Do we lose the ability to imagine and disregard its value as we mature? It’s interesting that after relegating the power of imagination to “artists,” more and more people understand that it’s one of the most valuable abilities that we can possess at work and in everyday life.

Sought-after authors and futurists such as Daniel Pink and Sir Ken Robinson focus on the importance of creativity, innovation, and imagination to prepare us for a globally competitive future. Even a recent Shell Oil Company television commercial touted the company’s employment of creative researchers who can envision new products for improved efficiency and air quality.

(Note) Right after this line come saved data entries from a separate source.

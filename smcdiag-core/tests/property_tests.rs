//! Property-based tests for the builder and exporter.
//!
//! Machine descriptions are generated from random trees, rendered to text in
//! the SMC grammar and fed through the full pipeline.

use proptest::prelude::*;
use proptest::sample::Index;
use smcdiag_core::{export_states, parse_str, Document, ExportOptions, Parent, Visibility};

#[derive(Debug, Clone)]
struct GenTransition {
    event: String,
    target: Option<Index>,
    guards: Vec<String>,
    actions: Vec<String>,
}

#[derive(Debug, Clone)]
struct GenState {
    parent: Index,
    entries: Vec<String>,
    exits: Vec<String>,
    transitions: Vec<GenTransition>,
}

prop_compose! {
    fn arbitrary_transition()(
        event in "[a-z]{1,6}",
        target in proptest::option::of(any::<Index>()),
        guards in prop::collection::vec("[a-z]{1,5}", 0..3),
        actions in prop::collection::vec("[a-z]{1,5}", 0..3),
    ) -> GenTransition {
        GenTransition {
            event: format!("ev_{}", event),
            target,
            guards: guards.into_iter().map(|g| format!("g_{}", g)).collect(),
            actions: actions.into_iter().map(|a| format!("do_{}", a)).collect(),
        }
    }
}

prop_compose! {
    fn arbitrary_state()(
        parent in any::<Index>(),
        entries in prop::collection::vec("[a-z]{1,5}", 0..3),
        exits in prop::collection::vec("[a-z]{1,5}", 0..3),
        transitions in prop::collection::vec(arbitrary_transition(), 0..4),
    ) -> GenState {
        GenState {
            parent,
            entries: entries.into_iter().map(|e| format!("on_{}", e)).collect(),
            exits: exits.into_iter().map(|e| format!("off_{}", e)).collect(),
            transitions,
        }
    }
}

fn arbitrary_machine() -> impl Strategy<Value = Vec<GenState>> {
    prop::collection::vec(arbitrary_state(), 1..10)
}

/// Renders generated states as SMC text. State `i` is named `S{i}` and its
/// parent is always an earlier state, so every declaration resolves.
fn render(states: &[GenState]) -> String {
    let mut text = String::from("FSMName Generated\nInitial S0\n\n");
    for (i, state) in states.iter().enumerate() {
        if i == 0 {
            text.push_str("( S0 )\n");
        } else {
            text.push_str(&format!("S{} : S{}\n", i, state.parent.index(i)));
        }

        text.push_str("[\n");
        for entry in &state.entries {
            text.push_str(&format!("    entry {}\n", entry));
        }
        for exit in &state.exits {
            text.push_str(&format!("    exit {}\n", exit));
        }
        text.push_str("]\n{\n");
        for t in &state.transitions {
            let target = match &t.target {
                Some(index) => format!("S{}", index.index(states.len())),
                None => "*".to_string(),
            };
            text.push_str(&format!(
                "    {} {} {{ {} }} {{}} {{ {} }}\n",
                t.event,
                target,
                t.guards.join(" "),
                t.actions.join(" ")
            ));
        }
        text.push_str("}\n\n");
    }
    text
}

fn action_count(doc: &Document) -> usize {
    doc.iter()
        .map(|(_, s)| s.entry_actions.len() + s.exit_actions.len())
        .sum()
}

proptest! {
    #[test]
    fn builder_is_deterministic(states in arbitrary_machine()) {
        let text = render(&states);
        let first = parse_str(&text);
        let second = parse_str(&text);

        prop_assert_eq!(&first.document, &second.document);
        prop_assert_eq!(first.document.len(), states.len());
        prop_assert_eq!(first.ignored_count(), 0);
    }

    #[test]
    fn export_is_idempotent(states in arbitrary_machine(), all in any::<bool>()) {
        let doc = parse_str(&render(&states)).document;
        let visibility = if all { Visibility::all() } else { Visibility::none() };
        let options = ExportOptions::new(visibility);

        let first = export_states(&doc, &options);
        let second = export_states(&doc, &options);
        prop_assert_eq!(first, second);
    }

    #[test]
    fn nesting_has_single_parent_and_no_cycles(states in arbitrary_machine()) {
        let doc = parse_str(&render(&states)).document;

        for (id, state) in doc.iter() {
            match state.parent {
                Parent::Root => prop_assert!(doc.roots().contains(&id)),
                Parent::State(parent) => {
                    let occurrences = doc.children(parent).iter().filter(|&&c| c == id).count();
                    prop_assert_eq!(occurrences, 1);

                    // Walking up reaches a root without passing through the state itself.
                    let mut steps = 0;
                    let mut current = state.parent;
                    while let Parent::State(up) = current {
                        prop_assert_ne!(up, id);
                        steps += 1;
                        prop_assert!(steps <= doc.len());
                        current = doc.state(up).parent;
                    }
                }
            }
        }
        prop_assert_eq!(doc.iter().count(), doc.len());
    }

    #[test]
    fn visibility_flags_are_independent(states in arbitrary_machine()) {
        let doc = parse_str(&render(&states)).document;

        let guards_only = export_states(&doc, &ExportOptions::new(Visibility {
            guards: true,
            ..Visibility::none()
        }));
        prop_assert!(!guards_only.contains(" : entry / "));
        prop_assert!(!guards_only.contains(" : exit / "));
        prop_assert!(!guards_only.contains(" / "));

        let actions_only = export_states(&doc, &ExportOptions::new(Visibility {
            transition_actions: true,
            ..Visibility::none()
        }));
        prop_assert!(!actions_only.contains("[g_"));
        prop_assert!(!actions_only.contains(" : entry / "));

        let entry_exit_only = export_states(&doc, &ExportOptions::new(Visibility {
            entry_exit_actions: true,
            ..Visibility::none()
        }));
        prop_assert!(!entry_exit_only.contains("[g_"));
        prop_assert!(!entry_exit_only.contains("do_"));

        let none = export_states(&doc, &ExportOptions::new(Visibility::none()));
        prop_assert_eq!(
            entry_exit_only.lines().count(),
            none.lines().count() + action_count(&doc)
        );
    }

    #[test]
    fn all_equals_each_flag_enabled(states in arbitrary_machine()) {
        let doc = parse_str(&render(&states)).document;

        let mut each = Visibility::none();
        each.entry_exit_actions = true;
        each.guards = true;
        each.transition_actions = true;

        prop_assert!(each.is_all());
        prop_assert_eq!(
            export_states(&doc, &ExportOptions::new(Visibility::all())),
            export_states(&doc, &ExportOptions::new(each))
        );
    }
}
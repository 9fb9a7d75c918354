//! # smcdiag-core
//!
//! Parsing and export core for smcdiag.
//!
//! This crate provides:
//! - A line scanner for the SMC state machine grammar
//! - A builder that turns scanned lines into a nested state tree
//! - The arena-backed document model
//! - A PlantUML exporter with selectable annotations
//!
//! ```
//! use smcdiag_core::{export_document, parse_str, ExportOptions, Visibility};
//!
//! let report = parse_str("Initial Idle\n( Idle )\n{\nstart Running {} {} {}\n}\n");
//! let text = export_document(&report.document, &ExportOptions::new(Visibility::all()));
//! assert!(text.contains("Idle --> Running : start"));
//! ```

pub mod builder;
pub mod error;
pub mod export;
pub mod model;
pub mod scanner;

pub use builder::{
    parse_reader, parse_str, Builder, IgnoreReason, IgnoredLine, LineOutcome, ParseReport,
};
pub use error::CoreError;
pub use export::{export_document, export_states, ExportOptions, Visibility};
pub use model::{Document, MachineHeader, Parent, State, StateId, Transition};
pub use scanner::{scan_line, Header, LineItem, ScanMode, ScannedLine, TransitionLine};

There’s a growing body of evidence in the fields of art and education that recognizes the importance of building the capacity for imagination through the curriculum. A new study by Lake Research Partners titled “Imagination Nation” shows growing public support for such programs. Imagination is an inextricable part of a good education.

I don’t think of imagination as something I can pull out when I need it. It’s more about the absence of all the junk that clutters my thought process. Imagination is the ability to clear away the junk and allow natural connections to surface. Connections from my life experience: walking in a forest, reading a book, listening to music, or manipulating cold, wet clay.

I often think about a wonderful poet and teacher, Sandy Lyne, who presented at a Young Audiences Institute for Artful Teaching in 2005. Sandy was talking about teaching children to write poetry. He used the metaphor of fishing to describe the creative process. Words and ideas are always there. We have to fish for them. Sometimes we catch a boot, but more often than not, we catch the words and phrases that capture our meaning—big fish!

What do I imagine now? How does the very kernel of an idea begin to grow? What will the garden look like this year? How do I solve a problem at work? A new system, a new thought, a new way of behaving, a new way to envision the world: anything I work toward is a product of my imagination.

JoEllen Florio Rossebo is president and CEO of Young Audiences of Indiana.